In this post, I demonstrate several ways to use global secondary indexes to query your data, accelerate your application’s performance, and reduce your monthly DynamoDB bill.

Usage patterns for global secondary indexes

Some common usage patterns for global secondary indexes follow.

Querying and sorting data by multiple attributes

Querying and sorting data by multiple attributes is the most common usage pattern when creating global secondary indexes. With this usage pattern, you create a global secondary index on an attribute that is not part of the table’s primary keys to support queries on that attribute.

Global secondary indexes support three types of queries:

  • Filtered data retrieval: Query data by the partition key and an optional sort key. You can create global secondary indexes on any table attributes with the filtering attribute as its primary key. Creating a global secondary index avoids scanning the full table and then filtering data.
  • Sorted data retrieval: Sort data on the sort key for global secondary indexes with both a partition key and a sort key. Global secondary index query results are always sorted by the sort key value. Any attribute requiring sorted data retrieval can be made the sort key of the global secondary index. The order of query results can be controlled using the ScanIndexForward  parameter in the query.
  • Range-based data retrieval: Include queries such as BEGINSWITH, BETWEEN, GREATER THAN, and LESS THAN on the sort key of the global secondary index. Global secondary index queries provide support for KeyConditionExpressions that enable range-based data retrieval.

Let’s say an online music streaming service has a Songs table storing information about all the songs the service offers. The information stored about a song includes SingerId, SingerName, Genre, LaunchYear, Album, SongDuration, NumberOfViews, and the NumberOfLikes of the song. The table’s partition key is SongId, which is a random string. The SongId uniquely identifies each song. The table doesn’t have a sort key because there is exactly one record per SongId. The following table shows the schema of the database table.

Table with the schema of the DynamoDB tableThe following table contains a list of queries needed for the music streaming service’s application. For each, it includes the candidate primary key attribute for the global secondary index and the rationale for using it.

Query Candidate Primary Key Attributes  for the
Global Secondary Index
Rationale
  Partition Key Sort Key  
Find all songs for a SingerId SingerId You don’t need a sort key because the partition key is sufficient to answer the query.

Global secondary indexes are optimized for uniform key distribution of items across its partitions.

Keeping SingerId as the partition key results in even key distribution across partitions.
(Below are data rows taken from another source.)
//! Sagaflow Diagram
//!
//! This crate contains the raw process diagram types for sagaflow. These types
//! mirror the BPMN element tree as it comes out of the markup parser, before
//! any kind tagging, annotation lookup or edge resolution has happened.
//!
//! Diagrams can be:
//! - parsed from BPMN 2.0 XML with [`Diagram::from_xml`]
//! - built programmatically (every type implements `Default`)
//!
//! The resolver turns a `Diagram` into a resolved node graph. Nothing in this
//! crate interprets expressions or follows references.

mod element;
mod error;
mod flow;
mod process;

pub use element::{
  EventElement, GatewayElement, MessageEventDefinition, ServiceTaskElement, TaskElement,
};
pub use error::DiagramError;
pub use flow::{Association, SequenceFlow, TextAnnotation};
pub use process::{Diagram, Process};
It also keeps all songs for a SingerId collocated in global secondary index partitions to make queries by SingerId efficient.

Find all songs of a genre ordered by number of likes Genre NumberOfLikes Because global secondary indexes store data in the order of the sort key, keeping NumberOfLikes the sort key lets you retrieve data sorted by NumberOfLikes.
Find most-viewed songs of a SingerId launched in 2010 SingerId LaunchYear:Views

Keeping SingerId as the partition key provides even distribution of data across global secondary index partitions.

Concatenating multiple attributes in the sort key allows querying data on multiple attributes. It also keeps the data sorted in the order of the concatenated sort key. In this case, using LaunchYear:Views as the sort key keeps data sorted by both year of launch and number of views.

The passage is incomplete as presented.